I carried this thought with me for the rest of the rotation and even now. I let myself feel for the 35-year old female found next to an empty bottle of painkillers and to wonder why her toenails were so freshly painted only days before she committed suicide. The 42-year-old who fell at work had fallen off of a roof and died at 8:30 a.m. This means that I probably woke up at the same time this man did. In the same city, we both ate a quick breakfast, put on our shoes and went out the door feeling nothing particularly unusual. He never could have known, and neither could I that, later in the afternoon, a PA student and a medical student would be elbows deep inside his abdomen.
I let myself imagine him the day before not knowing it was his last. Every weekend I thought to myself that the people we will do autopsies on this week are probably alive right now. They did not know they would soon be in an autopsy suite with undigested food in their stomachs as evidence that they had anticipated staying alive. They were fueling themselves for the future not knowing that they would no longer have one on this earth.
I was alarmed to see a person’s lungs pulled out and lying on a table because that was not where they belonged. I recalled seeing a kidney sitting on a person’s leg, and I was bothered. That’s not where the kidney goes, I thought. These views may sound morbid and disturbing, and that is because they are. This, I decided, was the most important fact of all.
The moment when I find myself unmoved is the moment when I have lost part of what drove me to pursue medicine. Human life should continue to matter for me to be an effective and passionate provider in the future, and that requires facing and absorbing the realities of death.
Throughout the five weeks, I maintained as much feeling as I could, and it continues to drive me even today. I think about those humans often. When I see a 4-month-old baby in his mother’s arms, I rejoice at the comfort that he is allowed to experience in his fragile state. I respect the endurance of moms and dads who push through the frustration of parenthood. I take the man or woman with suicidal ideation seriously having seen people who followed through on these horrific thoughts. I let myself reflect deeply on the unpredictable nature of our existence: the transience of human life. I have a responsibility to not only assess and treat, but also to value each human with whom I come in contact.

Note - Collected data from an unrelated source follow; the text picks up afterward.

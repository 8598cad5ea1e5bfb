use crate::encoding::TOTAL_ENCODING_LENGTH;

use gatedneat::genomics::{ActivationFunction, GeneticConfig};
use gatedneat::logging::ReportingLevel;
use gatedneat::PopulationConfig;

use clap::ValueEnum;
use serde::{Deserialize, Serialize};
use thiserror::Error;

use std::fs;
use std::num::NonZeroUsize;
use std::path::{Path, PathBuf};

/// Update sweeps per network activation, unless configured otherwise.
pub const DEFAULT_MAX_ITERATIONS: usize = 3;

/// An error produced while loading a configuration.
#[derive(Debug, Error)]
pub enum ConfigError {
    #[error("could not read config: {0}")]
    Io(#[from] std::io::Error),
    #[error("could not parse config: {0}")]
    Parse(String),
    #[error("{game:?} needs genomes with {inputs} inputs and 1 output, got {actual_inputs} and {actual_outputs}")]
    Shape {
        game: GameKind,
        inputs: usize,
        actual_inputs: usize,
        actual_outputs: usize,
    },
    #[error("chess puzzles need a puzzle file")]
    MissingPuzzles,
}

/// The game hosts and parasites are evaluated on.
#[derive(Clone, Copy, Debug, PartialEq, Eq, Serialize, Deserialize, ValueEnum)]
pub enum GameKind {
    /// Lowest loss over the XOR truth table wins.
    Xor,
    /// Highest chess puzzle score wins.
    ChessPuzzles,
}

impl GameKind {
    /// Number of network inputs the game feeds.
    pub fn input_count(self) -> usize {
        match self {
            GameKind::Xor => 3,
            GameKind::ChessPuzzles => TOTAL_ENCODING_LENGTH,
        }
    }
}

/// Rewards of game results and penalties on network size.
#[derive(Clone, Debug, PartialEq, Serialize, Deserialize)]
pub struct FitnessConfig {
    pub reward_win: f64,
    pub reward_draw: f64,
    pub reward_loss: f64,
    /// Whether fitness is penalized by network size.
    pub penalize_size: bool,
    /// Share of the size penalty due to the node count.
    pub node_count_penalty_factor: f64,
    /// Share of the size penalty due to the connection density.
    pub connection_count_penalty_factor: f64,
    /// Scale of the size penalty.
    pub penalty_factor: f64,
}

impl FitnessConfig {
    /// Returns the reward of a game result.
    pub fn reward(&self, result: i8) -> f64 {
        match result.signum() {
            1 => self.reward_win,
            0 => self.reward_draw,
            _ => self.reward_loss,
        }
    }
}

impl Default for FitnessConfig {
    fn default() -> FitnessConfig {
        FitnessConfig {
            reward_win: 2.0,
            reward_draw: -1.0,
            reward_loss: 0.0,
            penalize_size: true,
            node_count_penalty_factor: 0.3,
            connection_count_penalty_factor: 0.7,
            penalty_factor: 0.005,
        }
    }
}

/// Run parameters of a host/parasite co-evolution.
/// Missing fields take their default values.
#[derive(Clone, Debug, PartialEq, Serialize, Deserialize)]
#[serde(default)]
pub struct TrainerConfig {
    /// Seed of the run's random number generator.
    pub seed: u64,
    pub generations: usize,
    pub game: GameKind,
    /// Update sweeps per network activation.
    pub max_iterations: usize,
    /// JSON file of puzzle records.
    pub puzzles_path: Option<PathBuf>,
    /// Puzzles played by every organism each generation.
    pub puzzles_per_game: usize,
    pub fitness: FitnessConfig,
    pub reporting_level: ReportingLevel,
    /// Where the final champions are written to.
    pub output_dir: PathBuf,
    /// Directory with `host` and `parasite` subdirectories of
    /// genome JSON files to start from, instead of minimal genomes.
    pub initial_genomes: Option<PathBuf>,
    pub genetic: GeneticConfig,
    pub population: PopulationConfig,
}

impl Default for TrainerConfig {
    fn default() -> TrainerConfig {
        TrainerConfig {
            seed: 0,
            generations: 100,
            game: GameKind::Xor,
            max_iterations: DEFAULT_MAX_ITERATIONS,
            puzzles_path: None,
            puzzles_per_game: 10,
            fitness: FitnessConfig::default(),
            reporting_level: ReportingLevel::PopulationChampion,
            output_dir: PathBuf::from("champions"),
            initial_genomes: None,
            genetic: GeneticConfig {
                input_count: NonZeroUsize::new(GameKind::Xor.input_count())
                    .unwrap_or(NonZeroUsize::MIN),
                output_count: NonZeroUsize::MIN,
                output_activation: ActivationFunction::Sigmoid,
                ..GeneticConfig::default()
            },
            population: PopulationConfig::default(),
        }
    }
}

impl TrainerConfig {
    /// Loads a configuration from a RON file, falling
    /// back to the defaults if the file does not exist.
    pub fn load(path: &Path) -> Result<TrainerConfig, ConfigError> {
        if !path.exists() {
            log::warn!("{} not found, using the default configuration", path.display());
            return Ok(TrainerConfig::default());
        }
        let text = fs::read_to_string(path)?;
        ron::from_str(&text).map_err(|e| ConfigError::Parse(e.to_string()))
    }

    /// Checks that genomes fit the chosen game.
    pub fn validate(&self) -> Result<(), ConfigError> {
        let inputs = self.game.input_count();
        let actual_inputs = self.genetic.input_count.get();
        let actual_outputs = self.genetic.output_count.get();
        if actual_inputs != inputs || actual_outputs != 1 {
            return Err(ConfigError::Shape {
                game: self.game,
                inputs,
                actual_inputs,
                actual_outputs,
            });
        }
        if self.game == GameKind::ChessPuzzles && self.puzzles_path.is_none() {
            return Err(ConfigError::MissingPuzzles);
        }
        Ok(())
    }
}

#[cfg(test)]
mod tests {
    use super::*;

    #[test]
    fn defaults_are_valid() {
        let config = TrainerConfig::default();
        assert!(config.validate().is_ok());
        assert_eq!(config.genetic.input_count.get(), 3);
        assert_eq!(config.population.population_size.get(), 200);
    }

    #[test]
    fn partial_ron() {
        let config: TrainerConfig = ron::from_str("(seed: 7, generations: 2, game: Xor)").unwrap();
        assert_eq!(config.seed, 7);
        assert_eq!(config.generations, 2);
        assert_eq!(config.fitness, FitnessConfig::default());

        let text = ron::to_string(&config).unwrap();
        assert_eq!(ron::from_str::<TrainerConfig>(&text).unwrap(), config);
    }

    #[test]
    fn shape_validation() {
        let config = TrainerConfig {
            game: GameKind::ChessPuzzles,
            ..TrainerConfig::default()
        };
        assert!(matches!(
            config.validate(),
            Err(ConfigError::Shape {
                inputs: TOTAL_ENCODING_LENGTH,
                actual_inputs: 3,
                ..
            })
        ));

        let mut config = config;
        config.genetic.input_count = NonZeroUsize::new(TOTAL_ENCODING_LENGTH).unwrap();
        assert!(matches!(config.validate(), Err(ConfigError::MissingPuzzles)));
        config.puzzles_path = Some("puzzles.json".into());
        assert!(config.validate().is_ok());
    }

    #[test]
    fn rewards() {
        let fitness = FitnessConfig::default();
        assert_eq!(fitness.reward(1), 2.0);
        assert_eq!(fitness.reward(0), -1.0);
        assert_eq!(fitness.reward(-1), 0.0);
    }

    #[test]
    fn missing_file_uses_defaults() {
        let config = TrainerConfig::load(Path::new("does/not/exist.ron")).unwrap();
        assert_eq!(config, TrainerConfig::default());
    }
}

I entered this field with the goal of improving and promoting life, but that is not always within my control. I am certain to witness healing and survival, but I must also expect to see pain, suffering and loss. These experiences should not be avoided or diminished for my own ease. I will need to find ways to cope, but coping cannot mean disconnecting entirely. Allowing myself to continue to feel the pain of my patients and their families should not immobilize me into inefficiency.
Instead, it should provide meaning to every seemingly insignificant piece of information that I learn from a textbook. It should drive my desire to listen more closely and think more critically; it should cause me to pause and question myself when I am uncertain. At times, what I witness will be so difficult that it deserves a sleepless night. If caring for my patients means that I will have to experience discomfort and pain myself, then I am choosing now to humbly and graciously welcome that role.